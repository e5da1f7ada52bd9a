//! 配置解析模块
//!
//! 支持 TOML (主要) 和 JSON (可选) 格式。

use contracts::{ContractError, RouterConfig};

/// 配置文件格式
#[derive(Debug, Clone, Copy, PartialEq, Eq)]
pub enum ConfigFormat {
    /// TOML 格式 (推荐)
    Toml,
    /// JSON 格式
    Json,
}

impl ConfigFormat {
    /// 从文件扩展名推断格式
    pub fn from_extension(ext: &str) -> Option<Self> {
        match ext.to_lowercase().as_str() {
            "toml" => Some(Self::Toml),
            "json" => Some(Self::Json),
            _ => None,
        }
    }
}

/// 解析 TOML 格式配置
pub fn parse_toml(content: &str) -> Result<RouterConfig, ContractError> {
    toml::from_str(content).map_err(|e| ContractError::ConfigParse {
        message: format!("TOML parse error: {e}"),
        source: Some(Box::new(e)),
    })
}

/// 解析 JSON 格式配置
pub fn parse_json(content: &str) -> Result<RouterConfig, ContractError> {
    serde_json::from_str(content).map_err(|e| ContractError::ConfigParse {
        message: format!("JSON parse error: {e}"),
        source: Some(Box::new(e)),
    })
}

/// 根据格式解析配置
pub fn parse(content: &str, format: ConfigFormat) -> Result<RouterConfig, ContractError> {
    match format {
        ConfigFormat::Toml => parse_toml(content),
        ConfigFormat::Json => parse_json(content),
    }
}

#[cfg(test)]
mod tests {
    use super::*;

    #[test]
    fn test_parse_toml_routes() {
        let content = r#"
[rate_limit]
max_packets_per_sec = 200

[[routes]]
id = "plc_to_ui"
from = "plc_001.*"
to = ["ui", "log"]

[[routes]]
id = "setpoint"
from = "hmi.MAIN.setpoint"
to = "controller.plc_001.MAIN.SP"
"#;
        let result = parse_toml(content);
        assert!(result.is_ok(), "Failed: {:?}", result.err());
        let config = result.unwrap();
        assert_eq!(config.rate_limit.max_packets_per_sec, 200.0);
        assert_eq!(config.routes.len(), 2);
        assert_eq!(config.routes[0].to.iter().collect::<Vec<_>>(), ["ui", "log"]);
        assert_eq!(
            config.routes[1].to.iter().collect::<Vec<_>>(),
            ["controller.plc_001.MAIN.SP"]
        );
        assert!(config.routes[1].enabled);
    }

    #[test]
    fn test_parse_json_minimal() {
        let content = r#"{
            "dead_letter": { "max_entries": 50 },
            "routes": [{ "id": "all", "from": "*", "to": "log", "enabled": false }]
        }"#;
        let result = parse_json(content);
        assert!(result.is_ok(), "Failed: {:?}", result.err());
        let config = result.unwrap();
        assert_eq!(config.dead_letter.max_entries, 50);
        assert_eq!(config.dead_letter.max_attempts, 5);
        assert!(!config.routes[0].enabled);
    }

    #[test]
    fn test_parse_toml_syntax_error() {
        let content = "invalid toml [[[";
        let result = parse_toml(content);
        assert!(result.is_err());
        let err = result.unwrap_err();
        assert!(matches!(err, ContractError::ConfigParse { .. }));
    }

    #[test]
    fn test_format_from_extension() {
        assert_eq!(
            ConfigFormat::from_extension("toml"),
            Some(ConfigFormat::Toml)
        );
        assert_eq!(
            ConfigFormat::from_extension("TOML"),
            Some(ConfigFormat::Toml)
        );
        assert_eq!(
            ConfigFormat::from_extension("json"),
            Some(ConfigFormat::Json)
        );
        assert_eq!(ConfigFormat::from_extension("yaml"), None);
    }
}
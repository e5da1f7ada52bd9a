//! Source/tag patterns shared by routes and subscribers

use std::fmt;

/// Compiled `from` pattern
///
/// - `"*"` matches every event
/// - `"prefix*"` matches when `source.tag` starts with `prefix`
/// - anything else matches `source.tag`, `tag` or `source_id` exactly
#[derive(Debug, Clone, PartialEq, Eq, Hash)]
pub enum Pattern {
    Any,
    Prefix(String),
    Exact(String),
}

impl Pattern {
    /// Parse pattern syntax. Surrounding whitespace is ignored.
    pub fn parse(raw: &str) -> Self {
        let raw = raw.trim();
        if raw == "*" {
            Self::Any
        } else if let Some(prefix) = raw.strip_suffix('*') {
            Self::Prefix(prefix.to_string())
        } else {
            Self::Exact(raw.to_string())
        }
    }

    /// Check whether an event with this source and tag matches
    pub fn matches(&self, source_id: &str, tag: &str) -> bool {
        match self {
            Self::Any => true,
            Self::Prefix(prefix) => {
                // source.tag starts with prefix, without allocating the joined key
                match prefix.strip_prefix(source_id) {
                    Some("") => true,
                    Some(rest) => match rest.strip_prefix('.') {
                        Some(tag_prefix) => tag.starts_with(tag_prefix),
                        None => false,
                    },
                    None => source_id.starts_with(prefix.as_str()),
                }
            }
            Self::Exact(exact) => {
                exact == tag || exact == source_id || Self::is_joined(exact, source_id, tag)
            }
        }
    }

    fn is_joined(exact: &str, source_id: &str, tag: &str) -> bool {
        exact
            .strip_prefix(source_id)
            .and_then(|rest| rest.strip_prefix('.'))
            .is_some_and(|rest| rest == tag)
    }
}

impl fmt::Display for Pattern {
    fn fmt(&self, f: &mut fmt::Formatter<'_>) -> fmt::Result {
        match self {
            Self::Any => write!(f, "*"),
            Self::Prefix(p) => write!(f, "{p}*"),
            Self::Exact(e) => write!(f, "{e}"),
        }
    }
}
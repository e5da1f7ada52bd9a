//! Per-source rate limiter (spam protection)
//!
//! Fixed-width window per `source_id`. A source whose rate exceeds
//! `max_packets_per_sec` is suspended and stays suspended until `reset`.
//!
//! The rate is `count / max(elapsed, window)`, so a burst only trips the limit
//! once the window holds more than `max_packets_per_sec * window_secs` events.

use chrono::{DateTime, Utc};
use contracts::RateLimitConfig;
use serde::Serialize;
use std::collections::HashMap;
use std::time::Instant;

/// Source status
#[derive(Debug, Clone, Copy, PartialEq, Eq, Serialize)]
#[serde(rename_all = "snake_case")]
pub enum SourceStatus {
    Active,
    Suspended,
}

/// Admission decision for one event
#[derive(Debug, Clone, Copy, PartialEq, Eq)]
pub enum Admission {
    /// Event may proceed
    Allowed,
    /// This event pushed the source over the limit; it is now suspended
    Suspended,
    /// Source was already suspended
    Rejected,
}

impl Admission {
    pub fn is_allowed(self) -> bool {
        matches!(self, Self::Allowed)
    }
}

/// Snapshot of one source's counters
#[derive(Debug, Clone, PartialEq, Serialize)]
pub struct SourceStats {
    pub source_id: String,
    pub status: SourceStatus,
    /// Events counted in the current window
    pub window_count: u64,
    /// Events seen since the source first appeared
    pub total: u64,
    pub suspended_at: Option<DateTime<Utc>>,
}

#[derive(Debug)]
struct SourceRateState {
    count: u64,
    window_start: Instant,
    total: u64,
    status: SourceStatus,
    suspended_at: Option<DateTime<Utc>>,
}

impl SourceRateState {
    fn new(now: Instant) -> Self {
        Self {
            count: 0,
            window_start: now,
            total: 0,
            status: SourceStatus::Active,
            suspended_at: None,
        }
    }
}

/// Rate limiter
///
/// Not internally synchronized; the router owns it under its lock.
#[derive(Debug)]
pub struct RateLimiter {
    config: RateLimitConfig,
    sources: HashMap<String, SourceRateState>,
}

impl RateLimiter {
    pub fn new(config: RateLimitConfig) -> Self {
        Self {
            config,
            sources: HashMap::new(),
        }
    }

    pub fn config(&self) -> &RateLimitConfig {
        &self.config
    }

    /// Admit one event from `source_id`
    pub fn admit(&mut self, source_id: &str) -> Admission {
        self.admit_at(source_id, Instant::now())
    }

    /// Admit one event observed at `now`
    pub fn admit_at(&mut self, source_id: &str, now: Instant) -> Admission {
        let window = self.config.window();
        let state = self
            .sources
            .entry(source_id.to_string())
            .or_insert_with(|| SourceRateState::new(now));

        if state.status == SourceStatus::Suspended {
            return Admission::Rejected;
        }

        let mut elapsed = now.saturating_duration_since(state.window_start);
        if elapsed >= window {
            state.count = 0;
            state.window_start = now;
            elapsed = std::time::Duration::ZERO;
        }

        state.count += 1;
        state.total += 1;

        if !self.config.enabled {
            return Admission::Allowed;
        }

        let rate = state.count as f64 / elapsed.max(window).as_secs_f64();
        if rate > self.config.max_packets_per_sec {
            state.status = SourceStatus::Suspended;
            state.suspended_at = Some(Utc::now());
            return Admission::Suspended;
        }

        Admission::Allowed
    }

    /// Clear a suspension and zero the window counter
    ///
    /// Returns `false` if the source has never been seen.
    pub fn reset(&mut self, source_id: &str) -> bool {
        match self.sources.get_mut(source_id) {
            Some(state) => {
                state.status = SourceStatus::Active;
                state.count = 0;
                state.window_start = Instant::now();
                state.suspended_at = None;
                true
            }
            None => false,
        }
    }

    pub fn status(&self, source_id: &str) -> Option<SourceStatus> {
        self.sources.get(source_id).map(|s| s.status)
    }

    /// Snapshot of every known source, sorted by id
    pub fn snapshot(&self) -> Vec<SourceStats> {
        let mut stats: Vec<SourceStats> = self
            .sources
            .iter()
            .map(|(source_id, state)| SourceStats {
                source_id: source_id.clone(),
                status: state.status,
                window_count: state.count,
                total: state.total,
                suspended_at: state.suspended_at,
            })
            .collect();
        stats.sort_by(|a, b| a.source_id.cmp(&b.source_id));
        stats
    }

    pub fn suspended_count(&self) -> usize {
        self.sources
            .values()
            .filter(|s| s.status == SourceStatus::Suspended)
            .count()
    }
}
++++++++++++++++++++
Task brief
Among the records above, find the lines where the word "PartialEq" appears and copy them.

Exercise result
#[derive(Debug, Clone, Copy, PartialEq, Eq)]
#[derive(Debug, Clone, PartialEq, Eq, Hash)]
#[derive(Debug, Clone, Copy, PartialEq, Eq, Serialize)]
#[derive(Debug, Clone, Copy, PartialEq, Eq)]
#[derive(Debug, Clone, PartialEq, Serialize)]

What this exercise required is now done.